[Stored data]
____

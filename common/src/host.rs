//! The narrow interface the heating engine needs from the automation host.
//!
//! Everything the engine reads or writes goes through [`HomeAutomation`]; the
//! host in turn feeds change notifications, timer fires and bus events back
//! into [`crate::HeatingEngine`]. Calls are fire-and-forget: delivery failures
//! are the host's business.

use std::sync::Arc;

use chrono::{NaiveDateTime, NaiveTime};
use serde_json::{json, Map, Value};

use crate::{
    schedule::WeekdaySet,
    types::{EntityId, HeatingEvent},
};

/// Entity attributes the engine listens to.
#[derive(Debug, Clone, Copy, PartialEq, Eq, Hash, PartialOrd, Ord)]
pub enum Attribute {
    /// Setpoint of a climate entity.
    Temperature,
    /// A climate entity's own measured temperature.
    CurrentTemperature,
}

impl Attribute {
    pub fn as_str(self) -> &'static str {
        match self {
            Self::Temperature => "temperature",
            Self::CurrentTemperature => "current_temperature",
        }
    }

    pub fn from_name(name: &str) -> Option<Self> {
        match name {
            "temperature" => Some(Self::Temperature),
            "current_temperature" => Some(Self::CurrentTemperature),
            _ => None,
        }
    }
}

/// A change-notification request: an entity's state (`attribute: None`) or
/// one of its attributes.
#[derive(Debug, Clone, PartialEq, Eq, Hash, PartialOrd, Ord)]
pub struct Subscription {
    pub entity_id: EntityId,
    pub attribute: Option<Attribute>,
}

impl Subscription {
    pub fn state(entity_id: EntityId) -> Self {
        Self {
            entity_id,
            attribute: None,
        }
    }

    pub fn attribute(entity_id: EntityId, attribute: Attribute) -> Self {
        Self {
            entity_id,
            attribute: Some(attribute),
        }
    }
}

/// Payload delivered for a [`Subscription`]. Values are the raw strings the
/// host reports; `None` means the entity or attribute is absent.
#[derive(Debug, Clone, PartialEq)]
pub struct StateChange {
    pub entity_id: EntityId,
    pub attribute: Option<Attribute>,
    pub old: Option<String>,
    pub new: Option<String>,
}

impl StateChange {
    pub fn subscription(&self) -> Subscription {
        Subscription {
            entity_id: self.entity_id.clone(),
            attribute: self.attribute,
        }
    }
}

#[derive(Debug, Clone, PartialEq)]
pub enum ServiceCall {
    SetTemperature {
        entity_id: EntityId,
        temperature: f32,
    },
    TurnOn {
        entity_id: EntityId,
    },
}

impl ServiceCall {
    pub fn domain(&self) -> &'static str {
        "climate"
    }

    pub fn service(&self) -> &'static str {
        match self {
            Self::SetTemperature { .. } => "set_temperature",
            Self::TurnOn { .. } => "turn_on",
        }
    }

    pub fn entity_id(&self) -> &EntityId {
        match self {
            Self::SetTemperature { entity_id, .. } | Self::TurnOn { entity_id } => entity_id,
        }
    }

    /// Keyword arguments of the call.
    pub fn data(&self) -> Value {
        match self {
            Self::SetTemperature {
                entity_id,
                temperature,
            } => json!({ "entity_id": entity_id, "temperature": temperature }),
            Self::TurnOn { entity_id } => json!({ "entity_id": entity_id }),
        }
    }
}

/// Value written to an observable status entity.
#[derive(Debug, Clone, PartialEq)]
pub struct Output {
    pub entity_id: EntityId,
    pub state: String,
    pub attributes: Map<String, Value>,
}

/// Identifies what a daily timer is for when it fires.
#[derive(Debug, Clone, PartialEq, Eq)]
pub struct TimerTarget {
    pub room: String,
    pub at: NaiveTime,
}

#[derive(Debug, Clone, Copy, PartialEq, Eq, Hash, PartialOrd, Ord)]
pub struct TimerHandle(pub u64);

pub trait HomeAutomation: Send + Sync {
    /// Current state of an entity, `None` when the host does not know it.
    fn state(&self, entity_id: &EntityId) -> Option<String>;

    fn attribute(&self, entity_id: &EntityId, attribute: Attribute) -> Option<String>;

    /// Ask the host to deliver [`StateChange`]s for `subscription`.
    fn subscribe(&self, subscription: Subscription);

    /// Ask the host to deliver bus events with the given name.
    fn listen_event(&self, name: &'static str);

    fn fire_event(&self, event: HeatingEvent);

    fn call_service(&self, call: ServiceCall);

    fn set_output(&self, output: Output);

    /// Fire `target` every day at `at`, restricted to `weekdays`.
    fn run_daily(&self, at: NaiveTime, weekdays: WeekdaySet, target: TimerTarget) -> TimerHandle;

    fn cancel_timer(&self, handle: TimerHandle);

    /// Local wall-clock time.
    fn now(&self) -> NaiveDateTime;
}

pub type SharedHost = Arc<dyn HomeAutomation>;
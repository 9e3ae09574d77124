use serde_json::{json, Map};
use tracing::{info, warn};

use crate::{
    control::{same_setpoint, TemperatureLimits, ThermostatDevice},
    host::{Attribute, Output, ServiceCall, SharedHost, Subscription},
    room::Trigger,
    sensor::{fuse, parse_reading, Fusion, TemperatureSensor},
    types::{ControlState, EntityId},
};

/// Device states after which coming back counts as a power cycle.
const OFFLINE_STATES: [&str; 3] = ["off", "unavailable", "unknown"];

fn is_offline(state: Option<&str>) -> bool {
    state.map_or(true, |state| OFFLINE_STATES.contains(&state))
}

/// The user-facing control point of a room plus the devices and sensors
/// behind it.
///
/// The control point carries the room target. While its setpoint equals the
/// last target written by the schedule the room is in `auto`; any other
/// setpoint is an external override and switches it to `manual` until the
/// schedule writes again.
pub struct RoomThermostat {
    room: String,
    host: SharedHost,
    control_point: EntityId,
    devices: Vec<ThermostatDevice>,
    sensors: Vec<TemperatureSensor>,
    limits: TemperatureLimits,
    auto_target: Option<f32>,
    target: Option<f32>,
    manual: bool,
    status_entity: EntityId,
}

impl RoomThermostat {
    pub fn new(
        room: impl Into<String>,
        host: SharedHost,
        control_point: EntityId,
        devices: Vec<ThermostatDevice>,
        sensors: Vec<TemperatureSensor>,
        limits: TemperatureLimits,
    ) -> Self {
        let room = room.into();
        let status_entity = EntityId::status_sensor(&room, "heating_control");
        Self {
            room,
            host,
            control_point,
            devices,
            sensors,
            limits,
            auto_target: None,
            target: None,
            manual: false,
            status_entity,
        }
    }

    pub fn control_point(&self) -> &EntityId {
        &self.control_point
    }

    pub fn devices(&self) -> &[ThermostatDevice] {
        &self.devices
    }

    pub fn sensors(&self) -> &[TemperatureSensor] {
        &self.sensors
    }

    pub fn auto_target(&self) -> Option<f32> {
        self.auto_target
    }

    /// The setpoint currently in effect: the override while manual, the
    /// scheduled target otherwise.
    pub fn target(&self) -> Option<f32> {
        self.target
    }

    pub fn is_manual(&self) -> bool {
        self.manual
    }

    pub fn control_state(&self) -> ControlState {
        if self.manual {
            ControlState::Manual
        } else {
            ControlState::Auto
        }
    }

    pub fn status_entity(&self) -> &EntityId {
        &self.status_entity
    }

    pub fn subscriptions(&self) -> Vec<(Subscription, Trigger)> {
        let mut subscriptions = vec![
            (
                Subscription::state(self.control_point.clone()),
                Trigger::ControlPointState,
            ),
            (
                Subscription::attribute(self.control_point.clone(), Attribute::Temperature),
                Trigger::ControlPointSetpoint,
            ),
        ];
        for device in &self.devices {
            subscriptions.push((
                Subscription::state(device.entity_id().clone()),
                Trigger::DeviceState,
            ));
            subscriptions.push((
                Subscription::attribute(device.entity_id().clone(), Attribute::CurrentTemperature),
                Trigger::DeviceTemperature,
            ));
        }
        for sensor in &self.sensors {
            subscriptions.push((
                Subscription::state(sensor.entity_id().clone()),
                Trigger::Sensor,
            ));
        }
        subscriptions
    }

    /// Pulls the current readings of all sensors from the host.
    pub fn refresh_sensors(&mut self) {
        let now = self.host.now();
        for sensor in &mut self.sensors {
            let raw = self.host.state(sensor.entity_id());
            sensor.update(raw.as_deref(), now);
        }
    }

    pub fn room_temperature(&self) -> Fusion {
        let device_reading = self
            .devices
            .first()
            .and_then(|device| device.measured(&*self.host));
        fuse(&self.room, &self.sensors, device_reading)
    }

    /// Writes a target computed by the schedule. This always returns the room
    /// to automatic control.
    pub fn apply_auto_target(&mut self, target: f32, force: bool) {
        let reported = self
            .host
            .attribute(&self.control_point, Attribute::Temperature)
            .as_deref()
            .and_then(parse_reading);

        self.auto_target = Some(target);
        self.target = Some(target);

        if force || !reported.is_some_and(|reported| same_setpoint(reported, target)) {
            info!(room = %self.room, control_point = %self.control_point, target, "applying scheduled target");
            self.host.call_service(ServiceCall::SetTemperature {
                entity_id: self.control_point.clone(),
                temperature: target,
            });
        }

        self.set_manual(false);
        self.drive_devices(force);
    }

    pub fn on_setpoint_changed(&mut self, new: Option<&str>) {
        let Some(setpoint) = new.and_then(parse_reading) else {
            return;
        };

        self.target = Some(setpoint);
        let manual = self
            .auto_target
            .is_some_and(|auto| !same_setpoint(auto, setpoint));
        self.set_manual(manual);
        self.drive_devices(false);
    }

    /// A control point switched off is turned back on at the scheduled target.
    pub fn on_state_changed(&mut self, new: Option<&str>) {
        if new != Some("off") {
            return;
        }

        info!(room = %self.room, control_point = %self.control_point, "control point switched off, turning it back on");
        self.turn_on();
        if let Some(auto) = self.auto_target {
            self.apply_auto_target(auto, true);
        }
    }

    /// Turns the control point on if it currently reports "off". Returns
    /// whether a turn-on was issued.
    pub fn ensure_on(&self) -> bool {
        if self.host.state(&self.control_point).as_deref() != Some("off") {
            return false;
        }
        info!(room = %self.room, control_point = %self.control_point, "control point is off, turning it on");
        self.turn_on();
        true
    }

    fn turn_on(&self) {
        self.host.call_service(ServiceCall::TurnOn {
            entity_id: self.control_point.clone(),
        });
    }

    pub fn on_device_state_changed(&mut self, entity_id: &EntityId, old: Option<&str>, new: Option<&str>) {
        if !is_offline(old) || is_offline(new) {
            return;
        }

        info!(room = %self.room, device = %entity_id, "device came back, restoring scheduled target");
        if let Some(auto) = self.auto_target {
            self.apply_auto_target(auto, true);
        }
    }

    pub fn on_device_temperature_changed(&mut self) {
        self.drive_devices(false);
    }

    pub fn on_sensor_changed(&mut self, entity_id: &EntityId, new: Option<&str>) {
        let now = self.host.now();
        let Some(sensor) = self
            .sensors
            .iter_mut()
            .find(|sensor| sensor.entity_id() == entity_id)
        else {
            return;
        };

        if sensor.update(new, now) {
            self.drive_devices(false);
        }
    }

    fn set_manual(&mut self, manual: bool) {
        if self.manual != manual {
            let state = if manual { ControlState::Manual } else { ControlState::Auto };
            info!(
                room = %self.room,
                state = state.as_str(),
                target = ?self.target,
                auto_target = ?self.auto_target,
                "control mode changed"
            );
        }
        self.manual = manual;
        self.publish_status();
    }

    fn publish_status(&self) {
        let mut attributes = Map::new();
        attributes.insert("control_point".to_string(), json!(self.control_point));
        attributes.insert("auto_target".to_string(), json!(self.auto_target));
        attributes.insert("target".to_string(), json!(self.target));

        self.host.set_output(Output {
            entity_id: self.status_entity.clone(),
            state: self.control_state().as_str().to_string(),
            attributes,
        });
    }

    fn drive_devices(&self, force: bool) {
        let Some(target) = self.target else {
            return;
        };
        let Some(measured) = self.room_temperature().value() else {
            warn!(room = %self.room, "no room temperature available, leaving devices untouched");
            return;
        };

        for device in &self.devices {
            device.drive(&*self.host, target, measured, self.limits, force);
        }
    }
}
use std::{collections::BTreeMap, sync::Arc};

use crate::{schedule::Schedule, types::EntityId};

/// Maps states of one condition entity to schedules.
#[derive(Debug, Clone)]
pub struct ConditionalRule {
    entity_id: EntityId,
    values: BTreeMap<String, Arc<Schedule>>,
}

impl ConditionalRule {
    pub fn new(entity_id: EntityId, values: BTreeMap<String, Arc<Schedule>>) -> Self {
        Self { entity_id, values }
    }

    pub fn entity_id(&self) -> &EntityId {
        &self.entity_id
    }

    pub fn schedule_for(&self, state: &str) -> Option<&Arc<Schedule>> {
        self.values.get(state)
    }
}

/// Picks a room's active schedule: the first rule (in declaration order)
/// whose entity is in one of its listed states, else the default. Later
/// matching rules are ignored rather than merged.
#[derive(Debug, Clone)]
pub struct ConditionalResolver {
    default: Arc<Schedule>,
    rules: Vec<ConditionalRule>,
}

impl ConditionalResolver {
    pub fn new(default: Arc<Schedule>, rules: Vec<ConditionalRule>) -> Self {
        Self { default, rules }
    }

    pub fn default_schedule(&self) -> &Arc<Schedule> {
        &self.default
    }

    pub fn rules(&self) -> &[ConditionalRule] {
        &self.rules
    }

    pub fn sources(&self) -> impl Iterator<Item = &EntityId> {
        self.rules.iter().map(ConditionalRule::entity_id)
    }

    pub fn schedules(&self) -> impl Iterator<Item = &Arc<Schedule>> {
        std::iter::once(&self.default).chain(self.rules.iter().flat_map(|rule| rule.values.values()))
    }

    pub fn resolve<F>(&self, state_of: F) -> &Arc<Schedule>
    where
        F: Fn(&EntityId) -> Option<String>,
    {
        self.rules
            .iter()
            .find_map(|rule| {
                state_of(&rule.entity_id).and_then(|state| rule.schedule_for(&state))
            })
            .unwrap_or(&self.default)
    }
}
use std::fmt;

use chrono::NaiveDateTime;
use serde::{Deserialize, Serialize};

#[derive(Debug, Clone, PartialEq, Eq, Hash, PartialOrd, Ord, Serialize, Deserialize)]
#[serde(transparent)]
pub struct EntityId(String);

impl EntityId {
    pub fn new(id: impl Into<String>) -> Self {
        Self(id.into())
    }

    pub fn as_str(&self) -> &str {
        &self.0
    }

    /// `climate` for `climate.living_room`.
    pub fn domain(&self) -> &str {
        self.0.split_once('.').map_or("", |(domain, _)| domain)
    }

    /// `sensor.<slug>_<suffix>`, where the slug is `name` lowercased with
    /// anything but ASCII alphanumerics replaced by `_`.
    pub fn status_sensor(name: &str, suffix: &str) -> Self {
        let slug: String = name
            .chars()
            .map(|c| {
                if c.is_ascii_alphanumeric() {
                    c.to_ascii_lowercase()
                } else {
                    '_'
                }
            })
            .collect();
        Self(format!("sensor.{slug}_{suffix}"))
    }

    /// `living_room` for `climate.living_room`.
    pub fn object_id(&self) -> &str {
        self.0.split_once('.').map_or(self.0.as_str(), |(_, object)| object)
    }
}

impl fmt::Display for EntityId {
    fn fmt(&self, f: &mut fmt::Formatter<'_>) -> fmt::Result {
        f.write_str(&self.0)
    }
}

impl From<&str> for EntityId {
    fn from(value: &str) -> Self {
        Self::new(value)
    }
}

impl From<String> for EntityId {
    fn from(value: String) -> Self {
        Self(value)
    }
}

#[derive(Debug, Clone, Copy, PartialEq, Eq, Serialize, Deserialize)]
#[serde(rename_all = "lowercase")]
pub enum ControlState {
    Auto,
    Manual,
}

impl ControlState {
    pub fn as_str(self) -> &'static str {
        match self {
            Self::Auto => "auto",
            Self::Manual => "manual",
        }
    }
}

#[derive(Debug, Clone, PartialEq, Serialize)]
pub struct ScheduledState {
    pub mode: String,
    pub temperature: f32,
}

#[derive(Debug, Clone, PartialEq, Serialize)]
pub struct NextChange {
    pub at: NaiveDateTime,
    pub mode: String,
    pub temperature: f32,
    pub schedule: String,
}

#[derive(Debug, Clone, PartialEq, Serialize)]
pub struct RoomStatus {
    pub room: String,
    pub schedule: String,
    pub mode: Option<String>,
    #[serde(rename = "autoTarget")]
    pub auto_target: Option<f32>,
    pub target: Option<f32>,
    pub control: ControlState,
    pub temperature: Option<f32>,
    #[serde(rename = "nextChange")]
    pub next_change: Option<NextChange>,
}

/// Events exchanged over the host's internal event bus.
#[derive(Debug, Clone, PartialEq, Serialize, Deserialize)]
#[serde(tag = "event", rename_all = "snake_case")]
pub enum HeatingEvent {
    ScheduleChanged {
        room: String,
        schedule: String,
    },
    Reapply {
        #[serde(default)]
        room: Option<String>,
    },
}

impl HeatingEvent {
    pub const SCHEDULE_CHANGED: &'static str = "schedule_changed";
    pub const REAPPLY: &'static str = "reapply";

    pub fn name(&self) -> &'static str {
        match self {
            Self::ScheduleChanged { .. } => Self::SCHEDULE_CHANGED,
            Self::Reapply { .. } => Self::REAPPLY,
        }
    }
}

#[cfg(test)]
mod tests {
    use pretty_assertions::assert_eq;

    use super::*;

    #[test]
    fn splits_entity_id() {
        let id = EntityId::from("climate.living_room");
        assert_eq!(id.domain(), "climate");
        assert_eq!(id.object_id(), "living_room");

        let bare = EntityId::from("weird");
        assert_eq!(bare.domain(), "");
        assert_eq!(bare.object_id(), "weird");
    }

    #[test]
    fn builds_status_sensor_ids() {
        assert_eq!(
            EntityId::status_sensor("Living Room", "heating_control").as_str(),
            "sensor.living_room_heating_control"
        );
    }

    #[test]
    fn reapply_event_round_trips_without_room() {
        let event: HeatingEvent = serde_json::from_str(r#"{"event":"reapply"}"#).unwrap();
        assert_eq!(event, HeatingEvent::Reapply { room: None });
        assert_eq!(event.name(), "reapply");
    }
}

____

• **Task prompt**
Find the number of lines in the entries above that hold the string "crate", and write only that number.

• **Answer to the exercise**
4